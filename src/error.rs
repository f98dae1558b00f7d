//! Error model.
//!
//! [`ServiceError`] classifies failures at the boundary with the hosted
//! auth/data service. [`AppError`] is what HTTP handlers return when a request
//! cannot be answered with a regular page; it carries a stable code and the
//! message shown to the visitor.

use axum::http::StatusCode;
use axum::response::{Html, IntoResponse, Response};
use std::fmt::{Display, Formatter};

#[derive(Debug, Clone, PartialEq, Eq, thiserror::Error)]
pub enum ServiceError {
    #[error("{0}")]
    ConfigMissing(String),
    #[error("{0}")]
    Auth(String),
    #[error("{0}")]
    Query(String),
    #[error("{}", or_unknown(.0))]
    Unknown(String),
}

fn or_unknown(msg: &str) -> &str {
    if msg.is_empty() { "Unknown error" } else { msg }
}

impl ServiceError {
    pub fn code_str(&self) -> &'static str {
        match self {
            ServiceError::ConfigMissing(_) => "config_missing",
            ServiceError::Auth(_) => "auth_error",
            ServiceError::Query(_) => "query_error",
            ServiceError::Unknown(_) => "unknown_error",
        }
    }
}

impl From<reqwest::Error> for ServiceError {
    fn from(err: reqwest::Error) -> Self {
        ServiceError::Unknown(err.to_string())
    }
}

pub type ServiceResult<T> = Result<T, ServiceError>;

#[derive(Debug, Clone, PartialEq, Eq)]
pub enum AppError {
    Auth { code: String, message: String },
    NotFound { code: String, message: String },
    Upstream { code: String, message: String },
    Unavailable { code: String, message: String },
}

impl AppError {
    pub fn code_str(&self) -> &str {
        match self {
            AppError::Auth { code, .. }
            | AppError::NotFound { code, .. }
            | AppError::Upstream { code, .. }
            | AppError::Unavailable { code, .. } => code.as_str(),
        }
    }

    pub fn message(&self) -> &str {
        match self {
            AppError::Auth { message, .. }
            | AppError::NotFound { message, .. }
            | AppError::Upstream { message, .. }
            | AppError::Unavailable { message, .. } => message.as_str(),
        }
    }

    pub fn not_found<S: Into<String>>(code: S, msg: S) -> Self { AppError::NotFound { code: code.into(), message: msg.into() } }

    /// Map to HTTP status code.
    pub fn http_status(&self) -> u16 {
        match self {
            AppError::Auth { .. } => 401,
            AppError::NotFound { .. } => 404,
            AppError::Upstream { .. } => 502,
            AppError::Unavailable { .. } => 503,
        }
    }
}

impl Display for AppError {
    fn fmt(&self, f: &mut Formatter<'_>) -> std::fmt::Result {
        write!(f, "{}: {}", self.code_str(), self.message())
    }
}

impl std::error::Error for AppError {}

impl From<ServiceError> for AppError {
    fn from(err: ServiceError) -> Self {
        let code = err.code_str().to_string();
        let message = err.to_string();
        match err {
            ServiceError::ConfigMissing(_) => AppError::Unavailable { code, message },
            ServiceError::Auth(_) => AppError::Auth { code, message },
            ServiceError::Query(_) | ServiceError::Unknown(_) => AppError::Upstream { code, message },
        }
    }
}

impl IntoResponse for AppError {
    fn into_response(self) -> Response {
        let status = StatusCode::from_u16(self.http_status()).unwrap_or(StatusCode::INTERNAL_SERVER_ERROR);
        tracing::debug!(code = self.code_str(), status = status.as_u16(), "request failed");
        (status, Html(crate::views::error_page(status.as_u16(), self.message()))).into_response()
    }
}

#[cfg(test)]
mod tests {
    use super::*;

    #[test]
    fn not_found_page() {
        let e = AppError::not_found("not_found", "Page not found");
        assert_eq!(e.http_status(), 404);
        assert_eq!(e.to_string(), "not_found: Page not found");
    }

    #[test]
    fn service_error_mapping() {
        let e: AppError = ServiceError::Auth("Invalid login credentials".into()).into();
        assert_eq!(e.http_status(), 401);
        assert_eq!(e.code_str(), "auth_error");
        assert_eq!(e.message(), "Invalid login credentials");

        let e: AppError = ServiceError::ConfigMissing("SUPABASE_URL is required".into()).into();
        assert_eq!(e.http_status(), 503);
        assert_eq!(e.code_str(), "config_missing");

        let e: AppError = ServiceError::Query("relation does not exist".into()).into();
        assert_eq!(e.http_status(), 502);
        let e: AppError = ServiceError::Unknown(String::new()).into();
        assert_eq!(e.http_status(), 502);
        assert_eq!(e.message(), "Unknown error");
    }

    #[test]
    fn unknown_error_with_empty_message_has_fallback_text() {
        assert_eq!(ServiceError::Unknown(String::new()).to_string(), "Unknown error");
        assert_eq!(ServiceError::Unknown("socket closed".into()).to_string(), "socket closed");
    }
}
***
Exercise brief:
Could you copy each line from the listing that has the word "axum" in it?

Written reply:
use axum::http::StatusCode;
use axum::response::{Html, IntoResponse, Response};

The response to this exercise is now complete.